• [Assignment]
Among the records below, find each line bearing the word "category" and copy it.

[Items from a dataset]
• • • •

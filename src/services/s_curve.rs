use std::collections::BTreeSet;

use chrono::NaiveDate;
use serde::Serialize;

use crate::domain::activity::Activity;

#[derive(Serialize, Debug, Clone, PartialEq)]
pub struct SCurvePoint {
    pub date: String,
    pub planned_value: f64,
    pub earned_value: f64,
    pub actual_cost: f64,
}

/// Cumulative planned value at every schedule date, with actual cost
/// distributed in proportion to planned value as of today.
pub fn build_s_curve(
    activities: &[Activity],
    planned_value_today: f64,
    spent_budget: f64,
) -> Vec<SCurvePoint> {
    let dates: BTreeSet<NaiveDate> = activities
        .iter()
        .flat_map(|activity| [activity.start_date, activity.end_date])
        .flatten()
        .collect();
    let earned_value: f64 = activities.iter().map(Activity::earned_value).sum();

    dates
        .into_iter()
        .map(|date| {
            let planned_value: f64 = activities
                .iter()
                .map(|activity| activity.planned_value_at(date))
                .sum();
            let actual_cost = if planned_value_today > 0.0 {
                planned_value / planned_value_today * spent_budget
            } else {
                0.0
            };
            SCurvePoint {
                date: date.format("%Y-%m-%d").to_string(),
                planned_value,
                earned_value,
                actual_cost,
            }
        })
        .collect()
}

• • • •

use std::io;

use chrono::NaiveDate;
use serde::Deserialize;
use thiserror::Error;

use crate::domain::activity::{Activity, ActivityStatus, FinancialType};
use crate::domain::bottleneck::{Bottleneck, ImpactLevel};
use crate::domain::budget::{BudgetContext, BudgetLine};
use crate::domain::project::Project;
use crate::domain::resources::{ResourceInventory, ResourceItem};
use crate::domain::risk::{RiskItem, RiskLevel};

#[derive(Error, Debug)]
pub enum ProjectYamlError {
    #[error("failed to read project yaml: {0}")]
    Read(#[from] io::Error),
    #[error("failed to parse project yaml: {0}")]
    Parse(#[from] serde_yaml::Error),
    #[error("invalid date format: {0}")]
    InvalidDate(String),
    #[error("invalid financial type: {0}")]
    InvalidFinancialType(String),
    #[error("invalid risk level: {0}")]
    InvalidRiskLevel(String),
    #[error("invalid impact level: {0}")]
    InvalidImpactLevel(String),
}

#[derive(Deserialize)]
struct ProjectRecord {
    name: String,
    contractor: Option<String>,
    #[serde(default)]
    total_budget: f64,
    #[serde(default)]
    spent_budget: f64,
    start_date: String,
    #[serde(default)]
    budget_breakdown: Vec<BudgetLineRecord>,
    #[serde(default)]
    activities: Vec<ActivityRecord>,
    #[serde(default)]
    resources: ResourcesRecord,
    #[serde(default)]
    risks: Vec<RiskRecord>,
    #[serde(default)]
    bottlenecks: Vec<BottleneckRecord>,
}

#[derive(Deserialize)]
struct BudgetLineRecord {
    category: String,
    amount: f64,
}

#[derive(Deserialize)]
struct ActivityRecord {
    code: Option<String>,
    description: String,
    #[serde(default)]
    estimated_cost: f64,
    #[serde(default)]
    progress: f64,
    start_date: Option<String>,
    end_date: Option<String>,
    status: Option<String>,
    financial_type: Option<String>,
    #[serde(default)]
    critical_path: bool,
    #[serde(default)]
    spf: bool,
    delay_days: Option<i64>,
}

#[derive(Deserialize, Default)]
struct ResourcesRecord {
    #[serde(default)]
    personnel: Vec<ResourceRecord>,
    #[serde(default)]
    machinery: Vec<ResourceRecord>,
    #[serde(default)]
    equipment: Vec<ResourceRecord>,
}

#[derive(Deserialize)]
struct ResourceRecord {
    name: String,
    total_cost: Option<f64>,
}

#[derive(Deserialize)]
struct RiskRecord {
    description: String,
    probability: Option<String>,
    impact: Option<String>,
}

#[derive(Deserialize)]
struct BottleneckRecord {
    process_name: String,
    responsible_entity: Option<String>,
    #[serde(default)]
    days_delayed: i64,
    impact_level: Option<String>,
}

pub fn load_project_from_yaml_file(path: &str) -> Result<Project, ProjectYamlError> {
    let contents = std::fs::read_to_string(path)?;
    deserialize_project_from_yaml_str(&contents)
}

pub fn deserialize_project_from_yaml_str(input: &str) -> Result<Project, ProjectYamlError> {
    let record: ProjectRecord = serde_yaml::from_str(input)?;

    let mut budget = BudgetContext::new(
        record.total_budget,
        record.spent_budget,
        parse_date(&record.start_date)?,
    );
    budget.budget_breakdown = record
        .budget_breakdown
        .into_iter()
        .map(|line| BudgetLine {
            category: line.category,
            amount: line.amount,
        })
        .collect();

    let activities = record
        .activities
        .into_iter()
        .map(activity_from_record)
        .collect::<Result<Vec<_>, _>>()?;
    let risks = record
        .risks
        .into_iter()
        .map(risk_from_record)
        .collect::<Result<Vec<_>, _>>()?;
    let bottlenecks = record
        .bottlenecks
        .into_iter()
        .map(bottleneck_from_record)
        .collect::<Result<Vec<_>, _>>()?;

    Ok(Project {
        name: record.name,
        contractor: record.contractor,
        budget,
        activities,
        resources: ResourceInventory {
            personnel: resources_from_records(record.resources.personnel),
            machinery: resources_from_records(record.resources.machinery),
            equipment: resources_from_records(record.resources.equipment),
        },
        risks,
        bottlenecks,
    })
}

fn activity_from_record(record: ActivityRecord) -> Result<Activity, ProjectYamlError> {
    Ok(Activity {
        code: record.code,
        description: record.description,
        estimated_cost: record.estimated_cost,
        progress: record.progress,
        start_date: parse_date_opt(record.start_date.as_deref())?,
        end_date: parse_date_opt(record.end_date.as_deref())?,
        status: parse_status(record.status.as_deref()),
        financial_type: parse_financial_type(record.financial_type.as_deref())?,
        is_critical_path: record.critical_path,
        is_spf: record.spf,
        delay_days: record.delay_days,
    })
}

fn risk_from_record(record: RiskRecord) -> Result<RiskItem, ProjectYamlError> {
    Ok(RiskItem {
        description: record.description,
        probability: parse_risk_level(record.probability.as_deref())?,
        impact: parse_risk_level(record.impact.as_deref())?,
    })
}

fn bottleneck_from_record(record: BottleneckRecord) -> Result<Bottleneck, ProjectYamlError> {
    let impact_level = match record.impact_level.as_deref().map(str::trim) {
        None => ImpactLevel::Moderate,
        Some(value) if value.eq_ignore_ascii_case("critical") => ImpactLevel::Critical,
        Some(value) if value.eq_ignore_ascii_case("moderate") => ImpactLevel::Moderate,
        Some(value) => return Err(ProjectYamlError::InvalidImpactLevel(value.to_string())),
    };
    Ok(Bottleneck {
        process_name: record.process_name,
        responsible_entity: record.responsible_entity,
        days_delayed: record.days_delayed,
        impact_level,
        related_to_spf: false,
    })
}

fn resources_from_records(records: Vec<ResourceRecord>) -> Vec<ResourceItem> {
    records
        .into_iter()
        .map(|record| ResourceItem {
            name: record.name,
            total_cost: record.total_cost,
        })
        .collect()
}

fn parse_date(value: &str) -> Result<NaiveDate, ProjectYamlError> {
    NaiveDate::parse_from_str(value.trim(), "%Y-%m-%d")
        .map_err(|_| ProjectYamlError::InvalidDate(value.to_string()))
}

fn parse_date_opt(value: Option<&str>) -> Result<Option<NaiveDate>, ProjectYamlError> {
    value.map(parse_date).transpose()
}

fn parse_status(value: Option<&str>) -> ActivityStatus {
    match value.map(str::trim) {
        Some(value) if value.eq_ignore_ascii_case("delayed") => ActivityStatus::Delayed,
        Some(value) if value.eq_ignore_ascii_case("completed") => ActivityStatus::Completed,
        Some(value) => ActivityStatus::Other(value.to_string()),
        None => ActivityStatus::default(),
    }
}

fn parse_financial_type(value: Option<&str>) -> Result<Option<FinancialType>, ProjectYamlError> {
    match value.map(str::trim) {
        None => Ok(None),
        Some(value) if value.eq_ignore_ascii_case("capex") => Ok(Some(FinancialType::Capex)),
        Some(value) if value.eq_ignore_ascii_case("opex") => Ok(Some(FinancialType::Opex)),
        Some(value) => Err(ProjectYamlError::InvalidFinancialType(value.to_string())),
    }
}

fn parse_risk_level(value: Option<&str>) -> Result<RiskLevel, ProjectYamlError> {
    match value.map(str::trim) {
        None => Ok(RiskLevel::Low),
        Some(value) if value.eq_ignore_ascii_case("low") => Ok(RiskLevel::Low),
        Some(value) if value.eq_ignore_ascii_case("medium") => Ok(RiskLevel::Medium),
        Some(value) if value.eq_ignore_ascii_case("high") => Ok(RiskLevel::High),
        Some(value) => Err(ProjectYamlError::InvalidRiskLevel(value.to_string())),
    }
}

• • • •

• [Your response]
    category: String,
            category: line.category,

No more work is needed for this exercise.